The half-life of the parent compound ranges from approximately 18 to 50 hours. Clonazepam is occassionally used as a treatment for insomnia, due to its sedative effects are relatively weak compared to other benzodiazepines. Clonazepam has been dictated in order to alleviate the side effects of certain antipsychotic agents used in the treatment of Schizophrenia.
Klonopin is also present as an orally disintegrating tablet containing 0.125 mg, 0.25 mg, 0.5 mg, 1 mg or 2 mg clonazepam. Each orally disintegrating tablet also have gelatin, mannitol, methylparaben sodium, propylparaben sodium and xanthan gum. The most commonly noted side effects of clonazepam is dizziness (one-third of patients), weakness, and instability. Other side effects include a feeling of depression, loss of orientation, headache, and sleep insaneness. Clonazepam, and all benzodiazepines, interact with other medications and drugs which slack the brain's processes, such as alcohol, barbiturates, and narcotics.
- The dose of Klonopin will be different for different patients.
- Adults and teenagers - A endorsed adult maintenance dose is 8 to 10 mg/day in 3 divided doses. Dosages in excess of 20 mg/day should be administered with admonish.
- Children - Iinitial dose for infants and children (up to 10 years of age or 30 kg) should be between 10 and 30 mcg/kg/day and should not exceed 50 mcg/kg/day given in 2 or 3 divided doses.
Side Effects of Klonopin
- Dry mouth
- Upset stomach
- Sleep disturbance.
Warnings and precautions before taking Klonopin
Clonazepam, and all benzodiazepines, interact with other medications and drugs which slow the brain's processes, such as alcohol and barbiturates. Cigarette smoking may decrease the efficaciousness of this drug. When taken by pregnant women in their first trimester. Clonazepam is best avoided in the first trimester, and possibly throughout pregnancy. Stopping the drugabruptly can worsen your condition and cause withdrawal symptoms (anxiousness, sleeplessness, and irritability).
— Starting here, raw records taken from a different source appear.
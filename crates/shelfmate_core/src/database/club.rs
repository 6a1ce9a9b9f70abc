use crate::database::types::{BookClubSuggestion, CurrentClubBook};
use crate::database::{Db, book_json, is_unique_violation, new_id};
use chrono::Utc;
use log::debug;

const CURRENT_BOOK_SELECT: &str = concat!(
    "SELECT
        c.book_id,
        c.set_by,
        c.set_at,
        c.notes,
        ",
    book_json!(),
    " AS book
    FROM current_book_club_book AS c
    JOIN books AS b ON b.id = c.book_id
    WHERE c.id = 1"
);

const SUGGESTIONS_SELECT: &str = concat!(
    "WITH votes AS (
        SELECT
            book_id,
            COUNT(*) AS vote_count,
            MAX(rowid) AS latest
        FROM book_club_suggestions
        GROUP BY book_id
    )
    SELECT
        s.id,
        s.book_id,
        s.suggested_by,
        s.created_at,
        v.vote_count,
        ",
    book_json!(),
    " AS book
    FROM votes AS v
    JOIN book_club_suggestions AS s ON s.rowid = v.latest
    JOIN books AS b ON b.id = s.book_id
    ORDER BY s.created_at DESC, s.rowid DESC"
);

impl Db {
    /// Records a user's suggestion of a book for the club. Returns `false` if this user had
    /// already suggested the book.
    #[allow(clippy::missing_inline_in_public_items, reason = "Called rarely")]
    pub async fn suggest_book(&self, user_id: &str, book_id: &str) -> Result<bool, sqlx::Error> {
        let inserted = sqlx::query(
            r#"
            INSERT INTO book_club_suggestions (id, book_id, suggested_by, created_at)
            VALUES (?, ?, ?, ?);
        "#,
        )
        .bind(new_id())
        .bind(book_id)
        .bind(user_id)
        .bind(Utc::now())
        .execute(self.pool())
        .await;

        match inserted {
            Ok(_) => Ok(true),
            Err(error) if is_unique_violation(&error) => {
                debug!("{user_id} already suggested book {book_id}");
                Ok(false)
            }
            Err(error) => Err(error),
        }
    }

    /// One entry per suggested book, carrying its most recent suggestion and the number of users
    /// who suggested it. Most recently suggested books come first.
    #[allow(clippy::missing_inline_in_public_items, reason = "Called rarely")]
    pub async fn club_suggestions(&self) -> Result<Vec<BookClubSuggestion>, sqlx::Error> {
        sqlx::query_as(SUGGESTIONS_SELECT)
            .fetch_all(self.pool())
            .await
    }

    #[allow(clippy::missing_inline_in_public_items, reason = "Called rarely")]
    pub async fn current_club_book(&self) -> Result<Option<CurrentClubBook>, sqlx::Error> {
        sqlx::query_as(CURRENT_BOOK_SELECT)
            .fetch_optional(self.pool())
            .await
    }

    /// Replaces the club's current book in a single statement on the singleton row.
    #[allow(clippy::missing_inline_in_public_items, reason = "Called rarely")]
    pub async fn set_current_club_book(
        &self,
        user_id: &str,
        book_id: &str,
        notes: Option<&str>,
    ) -> Result<CurrentClubBook, sqlx::Error> {
        let notes = notes.map(str::trim).filter(|text| !text.is_empty());
        sqlx::query(
            r#"
            INSERT INTO current_book_club_book (id, book_id, set_by, set_at, notes)
            VALUES (1, ?1, ?2, ?3, ?4)
            ON CONFLICT(id) DO UPDATE SET
                book_id = excluded.book_id,
                set_by = excluded.set_by,
                set_at = excluded.set_at,
                notes = excluded.notes;
        "#,
        )
        .bind(book_id)
        .bind(user_id)
        .bind(Utc::now())
        .bind(notes)
        .execute(self.pool())
        .await?;

        self.current_club_book()
            .await?
            .ok_or(sqlx::Error::RowNotFound)
    }

    /// Returns whether a current book was set before.
    #[allow(clippy::missing_inline_in_public_items, reason = "Called rarely")]
    pub async fn clear_current_club_book(&self) -> Result<bool, sqlx::Error> {
        let result = sqlx::query("DELETE FROM current_book_club_book")
            .execute(self.pool())
            .await?;
        Ok(result.rows_affected() > 0)
    }
}

#[cfg(test)]
#[allow(
    clippy::unwrap_used,
    reason = "Tests run against a fresh in-memory database"
)]
mod tests {
    use super::*;
    use crate::test_support::seed_book;
    use pretty_assertions::assert_eq;

    #[tokio::test]
    async fn suggestions_are_unique_per_user_and_counted_per_book() {
        let db = Db::in_memory().await.unwrap();
        let first = seed_book(&db, "vol-1", "Beloved").await;
        let second = seed_book(&db, "vol-2", "Sula").await;

        assert!(db.suggest_book("alice", &first.id).await.unwrap());
        assert!(!db.suggest_book("alice", &first.id).await.unwrap());
        assert!(db.suggest_book("bob", &first.id).await.unwrap());
        assert!(db.suggest_book("carol", &second.id).await.unwrap());

        let suggestions = db.club_suggestions().await.unwrap();
        let summary: Vec<(String, i64)> = suggestions
            .iter()
            .map(|suggestion| (suggestion.book.title.clone(), suggestion.vote_count))
            .collect();
        assert_eq!(
            summary,
            vec![("Sula".to_owned(), 1), ("Beloved".to_owned(), 2)]
        );
        assert_eq!(suggestions[1].suggested_by, "bob");
    }

    #[tokio::test]
    async fn current_book_is_replaced_not_duplicated() {
        let db = Db::in_memory().await.unwrap();
        let first = seed_book(&db, "vol-1", "Beloved").await;
        let second = seed_book(&db, "vol-2", "Sula").await;

        assert_eq!(db.current_club_book().await.unwrap(), None);

        db.set_current_club_book("alice", &first.id, Some("March pick"))
            .await
            .unwrap();
        let current = db
            .set_current_club_book("bob", &second.id, None)
            .await
            .unwrap();

        assert_eq!(current.book_id, second.id);
        assert_eq!(current.set_by, "bob");
        assert_eq!(current.notes, None);
        assert_eq!(current.book.title, "Sula");

        let rows: i64 = sqlx::query_scalar("SELECT COUNT(*) FROM current_book_club_book")
            .fetch_one(db.pool())
            .await
            .unwrap();
        assert_eq!(rows, 1);

        assert!(db.clear_current_club_book().await.unwrap());
        assert!(!db.clear_current_club_book().await.unwrap());
        assert_eq!(db.current_club_book().await.unwrap(), None);
    }
}
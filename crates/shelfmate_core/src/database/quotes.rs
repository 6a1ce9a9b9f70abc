use crate::database::types::{BookQuote, NewQuote, QuoteUpdate};
use crate::database::{Db, book_json, new_id};
use chrono::Utc;

const QUOTE_SELECT: &str = concat!(
    "SELECT
        q.id,
        q.user_id,
        q.book_id,
        q.quote_text,
        q.page_number,
        q.chapter,
        q.notes,
        q.created_at,
        q.updated_at,
        ",
    book_json!(),
    " AS book
    FROM book_quotes AS q
    JOIN books AS b ON b.id = q.book_id"
);

impl Db {
    async fn fetch_quote(&self, quote_id: &str) -> Result<Option<BookQuote>, sqlx::Error> {
        let sql = format!("{QUOTE_SELECT} WHERE q.id = ?");
        sqlx::query_as(&sql)
            .bind(quote_id)
            .fetch_optional(self.pool())
            .await
    }

    /// Quotes of a user for one book, in reading order: by page, quotes without a page last,
    /// newest first within the same page.
    #[allow(clippy::missing_inline_in_public_items, reason = "Called rarely")]
    pub async fn book_quotes(
        &self,
        user_id: &str,
        book_id: &str,
    ) -> Result<Vec<BookQuote>, sqlx::Error> {
        let sql = format!(
            "{QUOTE_SELECT}
            WHERE q.user_id = ? AND q.book_id = ?
            ORDER BY q.page_number IS NULL, q.page_number ASC, q.created_at DESC, q.rowid DESC"
        );
        sqlx::query_as(&sql)
            .bind(user_id)
            .bind(book_id)
            .fetch_all(self.pool())
            .await
    }

    /// All quotes of a user, newest first.
    #[allow(clippy::missing_inline_in_public_items, reason = "Called rarely")]
    pub async fn user_quotes(&self, user_id: &str) -> Result<Vec<BookQuote>, sqlx::Error> {
        let sql = format!(
            "{QUOTE_SELECT} WHERE q.user_id = ? ORDER BY q.created_at DESC, q.rowid DESC"
        );
        sqlx::query_as(&sql)
            .bind(user_id)
            .fetch_all(self.pool())
            .await
    }

    #[allow(clippy::missing_inline_in_public_items, reason = "Called rarely")]
    pub async fn add_quote(
        &self,
        user_id: &str,
        book_id: &str,
        quote: &NewQuote,
    ) -> Result<BookQuote, sqlx::Error> {
        let quote_id = new_id();
        sqlx::query(
            r#"
            INSERT INTO book_quotes (
                id,
                user_id,
                book_id,
                quote_text,
                page_number,
                chapter,
                notes,
                created_at,
                updated_at
            )
            VALUES (?1, ?2, ?3, ?4, ?5, ?6, ?7, ?8, ?8);
        "#,
        )
        .bind(&quote_id)
        .bind(user_id)
        .bind(book_id)
        .bind(&quote.quote_text)
        .bind(quote.page_number)
        .bind(&quote.chapter)
        .bind(&quote.notes)
        .bind(Utc::now())
        .execute(self.pool())
        .await?;

        self.fetch_quote(&quote_id)
            .await?
            .ok_or(sqlx::Error::RowNotFound)
    }

    /// Applies a partial update to a quote owned by the user. Returns `None` if the user has no
    /// quote with this ID.
    #[allow(clippy::missing_inline_in_public_items, reason = "Called rarely")]
    pub async fn update_quote(
        &self,
        user_id: &str,
        quote_id: &str,
        update: &QuoteUpdate,
    ) -> Result<Option<BookQuote>, sqlx::Error> {
        let updated: Option<String> = sqlx::query_scalar(
            r#"
            UPDATE book_quotes SET
                quote_text = COALESCE(?1, quote_text),
                page_number = COALESCE(?2, page_number),
                chapter = COALESCE(?3, chapter),
                notes = COALESCE(?4, notes),
                updated_at = ?5
            WHERE id = ?6 AND user_id = ?7
            RETURNING id;
        "#,
        )
        .bind(&update.quote_text)
        .bind(update.page_number)
        .bind(&update.chapter)
        .bind(&update.notes)
        .bind(Utc::now())
        .bind(quote_id)
        .bind(user_id)
        .fetch_optional(self.pool())
        .await?;

        match updated {
            Some(quote_id) => self.fetch_quote(&quote_id).await,
            None => Ok(None),
        }
    }

    /// Returns whether a quote was removed.
    #[allow(clippy::missing_inline_in_public_items, reason = "Called rarely")]
    pub async fn delete_quote(&self, user_id: &str, quote_id: &str) -> Result<bool, sqlx::Error> {
        let result = sqlx::query("DELETE FROM book_quotes WHERE id = ? AND user_id = ?")
            .bind(quote_id)
            .bind(user_id)
            .execute(self.pool())
            .await?;
        Ok(result.rows_affected() > 0)
    }
}

#[cfg(test)]
#[allow(
    clippy::unwrap_used,
    reason = "Tests run against a fresh in-memory database"
)]
mod tests {
    use super::*;
    use crate::test_support::seed_book;
    use pretty_assertions::assert_eq;

    fn quote(text: &str, page_number: Option<i64>) -> NewQuote {
        NewQuote {
            quote_text: text.to_owned(),
            page_number,
            ..NewQuote::default()
        }
    }

    #[tokio::test]
    async fn quotes_are_listed_by_page_with_unpaged_last() {
        let db = Db::in_memory().await.unwrap();
        let book = seed_book(&db, "vol-1", "Moby-Dick").await;

        db.add_quote("alice", &book.id, &quote("No page", None))
            .await
            .unwrap();
        db.add_quote("alice", &book.id, &quote("Page 40", Some(40)))
            .await
            .unwrap();
        db.add_quote("alice", &book.id, &quote("Call me Ishmael.", Some(1)))
            .await
            .unwrap();
        db.add_quote("bob", &book.id, &quote("Someone else's", Some(2)))
            .await
            .unwrap();

        let texts: Vec<String> = db
            .book_quotes("alice", &book.id)
            .await
            .unwrap()
            .into_iter()
            .map(|stored| stored.quote_text)
            .collect();
        assert_eq!(
            texts,
            vec![
                "Call me Ishmael.".to_owned(),
                "Page 40".to_owned(),
                "No page".to_owned()
            ]
        );
        assert_eq!(db.user_quotes("alice").await.unwrap().len(), 3);
    }

    #[tokio::test]
    async fn quotes_can_only_be_changed_by_their_owner() {
        let db = Db::in_memory().await.unwrap();
        let book = seed_book(&db, "vol-1", "Moby-Dick").await;
        let stored = db
            .add_quote("alice", &book.id, &quote("Call me Ishmael.", Some(1)))
            .await
            .unwrap();

        let update = QuoteUpdate {
            chapter: Some("Loomings".to_owned()),
            ..QuoteUpdate::default()
        };
        assert_eq!(
            db.update_quote("bob", &stored.id, &update).await.unwrap(),
            None
        );
        assert!(!db.delete_quote("bob", &stored.id).await.unwrap());

        let updated = db
            .update_quote("alice", &stored.id, &update)
            .await
            .unwrap()
            .unwrap();
        assert_eq!(updated.chapter.as_deref(), Some("Loomings"));
        assert_eq!(updated.quote_text, "Call me Ishmael.");

        assert!(db.delete_quote("alice", &stored.id).await.unwrap());
        assert!(db.user_quotes("alice").await.unwrap().is_empty());
    }
}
Seek emergency clinical attention if an overdose is suspected. Signs of a Klonopin (clonazepam) overdose may include drowsiness, dizziness, confusion, a slow heart beat, troubling breathing, difficulty walking and talking, an appearance of being drunk, and unacquaintance. Klonopin (clonazepam) mayaggrandize the effects of other drugs that cause drowsiness or dizziness, including alcohol, sedatives (used to treat insomnia).